§ **Exercise aim**
The expected response is a copy of every line in the entries below that includes the word "FleetError".

[Data extracted from a collection]
• • • • •
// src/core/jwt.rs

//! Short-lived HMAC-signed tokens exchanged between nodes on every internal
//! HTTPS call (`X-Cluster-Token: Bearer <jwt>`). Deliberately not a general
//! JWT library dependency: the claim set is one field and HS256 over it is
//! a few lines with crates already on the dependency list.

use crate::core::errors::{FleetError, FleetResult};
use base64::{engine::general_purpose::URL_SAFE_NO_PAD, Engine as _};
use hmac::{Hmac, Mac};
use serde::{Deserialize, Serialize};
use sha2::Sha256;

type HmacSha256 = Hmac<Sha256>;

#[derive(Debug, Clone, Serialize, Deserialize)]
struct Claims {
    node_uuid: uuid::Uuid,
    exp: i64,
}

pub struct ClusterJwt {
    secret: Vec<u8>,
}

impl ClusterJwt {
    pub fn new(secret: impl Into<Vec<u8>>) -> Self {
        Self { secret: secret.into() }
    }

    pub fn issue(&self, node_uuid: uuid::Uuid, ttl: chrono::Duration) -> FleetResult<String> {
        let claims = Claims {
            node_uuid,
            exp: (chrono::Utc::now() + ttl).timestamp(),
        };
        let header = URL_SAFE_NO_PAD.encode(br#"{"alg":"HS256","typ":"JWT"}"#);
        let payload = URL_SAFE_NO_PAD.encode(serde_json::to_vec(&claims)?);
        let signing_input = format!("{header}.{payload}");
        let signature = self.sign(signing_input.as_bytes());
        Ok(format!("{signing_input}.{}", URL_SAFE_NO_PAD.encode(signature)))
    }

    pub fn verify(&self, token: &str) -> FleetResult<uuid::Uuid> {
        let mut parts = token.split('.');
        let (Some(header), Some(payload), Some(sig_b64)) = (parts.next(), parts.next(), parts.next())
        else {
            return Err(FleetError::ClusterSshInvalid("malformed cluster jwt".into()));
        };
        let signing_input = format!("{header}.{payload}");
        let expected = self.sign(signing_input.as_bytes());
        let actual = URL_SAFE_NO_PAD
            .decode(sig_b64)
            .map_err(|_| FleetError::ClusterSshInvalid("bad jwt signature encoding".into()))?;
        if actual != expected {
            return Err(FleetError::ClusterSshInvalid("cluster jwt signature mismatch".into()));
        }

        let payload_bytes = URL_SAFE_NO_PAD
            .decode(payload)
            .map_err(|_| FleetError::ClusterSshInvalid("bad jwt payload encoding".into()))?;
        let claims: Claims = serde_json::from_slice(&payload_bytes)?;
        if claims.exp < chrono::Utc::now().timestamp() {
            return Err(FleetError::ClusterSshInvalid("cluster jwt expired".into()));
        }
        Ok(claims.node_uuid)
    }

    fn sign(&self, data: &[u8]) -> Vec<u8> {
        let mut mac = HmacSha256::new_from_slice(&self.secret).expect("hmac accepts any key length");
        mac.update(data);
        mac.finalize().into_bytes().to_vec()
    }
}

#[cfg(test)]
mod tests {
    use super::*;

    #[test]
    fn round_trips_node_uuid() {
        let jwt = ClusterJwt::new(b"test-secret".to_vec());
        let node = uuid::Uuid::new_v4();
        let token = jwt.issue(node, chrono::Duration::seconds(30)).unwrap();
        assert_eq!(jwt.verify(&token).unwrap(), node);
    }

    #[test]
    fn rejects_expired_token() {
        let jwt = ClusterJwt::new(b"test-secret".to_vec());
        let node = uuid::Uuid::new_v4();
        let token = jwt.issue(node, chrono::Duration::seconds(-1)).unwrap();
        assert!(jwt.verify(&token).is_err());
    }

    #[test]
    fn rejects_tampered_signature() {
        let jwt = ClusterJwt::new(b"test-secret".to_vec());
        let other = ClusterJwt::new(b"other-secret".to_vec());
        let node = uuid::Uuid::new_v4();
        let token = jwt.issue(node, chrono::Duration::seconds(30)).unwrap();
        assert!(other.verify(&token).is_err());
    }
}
• • • • •
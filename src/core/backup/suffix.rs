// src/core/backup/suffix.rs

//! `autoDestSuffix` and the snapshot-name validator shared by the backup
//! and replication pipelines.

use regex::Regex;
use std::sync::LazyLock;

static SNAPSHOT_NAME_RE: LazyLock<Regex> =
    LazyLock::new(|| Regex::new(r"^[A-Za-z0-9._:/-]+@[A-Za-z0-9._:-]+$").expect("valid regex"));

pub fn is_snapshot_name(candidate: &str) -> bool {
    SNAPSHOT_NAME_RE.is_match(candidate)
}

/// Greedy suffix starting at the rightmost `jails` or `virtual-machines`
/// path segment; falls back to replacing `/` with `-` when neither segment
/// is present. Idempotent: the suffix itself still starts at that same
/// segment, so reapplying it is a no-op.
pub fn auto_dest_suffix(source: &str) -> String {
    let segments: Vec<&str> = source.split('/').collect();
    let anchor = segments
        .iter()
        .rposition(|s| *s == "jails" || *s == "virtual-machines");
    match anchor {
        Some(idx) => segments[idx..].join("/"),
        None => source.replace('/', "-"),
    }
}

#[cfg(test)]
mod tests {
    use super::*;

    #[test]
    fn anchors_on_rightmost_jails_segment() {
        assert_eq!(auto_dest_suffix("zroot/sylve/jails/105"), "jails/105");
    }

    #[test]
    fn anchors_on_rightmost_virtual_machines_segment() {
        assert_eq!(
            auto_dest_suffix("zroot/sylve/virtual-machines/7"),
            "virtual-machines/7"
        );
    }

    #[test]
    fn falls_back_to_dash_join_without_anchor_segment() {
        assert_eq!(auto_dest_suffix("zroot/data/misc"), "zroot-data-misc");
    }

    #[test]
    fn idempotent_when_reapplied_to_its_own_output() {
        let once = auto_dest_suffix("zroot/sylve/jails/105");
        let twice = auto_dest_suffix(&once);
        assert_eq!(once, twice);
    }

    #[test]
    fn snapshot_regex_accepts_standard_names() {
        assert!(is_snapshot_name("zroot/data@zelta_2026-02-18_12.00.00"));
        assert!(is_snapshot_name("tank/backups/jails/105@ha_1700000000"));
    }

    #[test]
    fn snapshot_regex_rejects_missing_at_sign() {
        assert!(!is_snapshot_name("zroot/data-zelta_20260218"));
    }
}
• • • • •
§ **Expected answer**
use crate::core::errors::{FleetError, FleetResult};
            return Err(FleetError::ClusterSshInvalid("malformed cluster jwt".into()));
            .map_err(|_| FleetError::ClusterSshInvalid("bad jwt signature encoding".into()))?;
            return Err(FleetError::ClusterSshInvalid("cluster jwt signature mismatch".into()));
            .map_err(|_| FleetError::ClusterSshInvalid("bad jwt payload encoding".into()))?;
            return Err(FleetError::ClusterSshInvalid("cluster jwt expired".into()));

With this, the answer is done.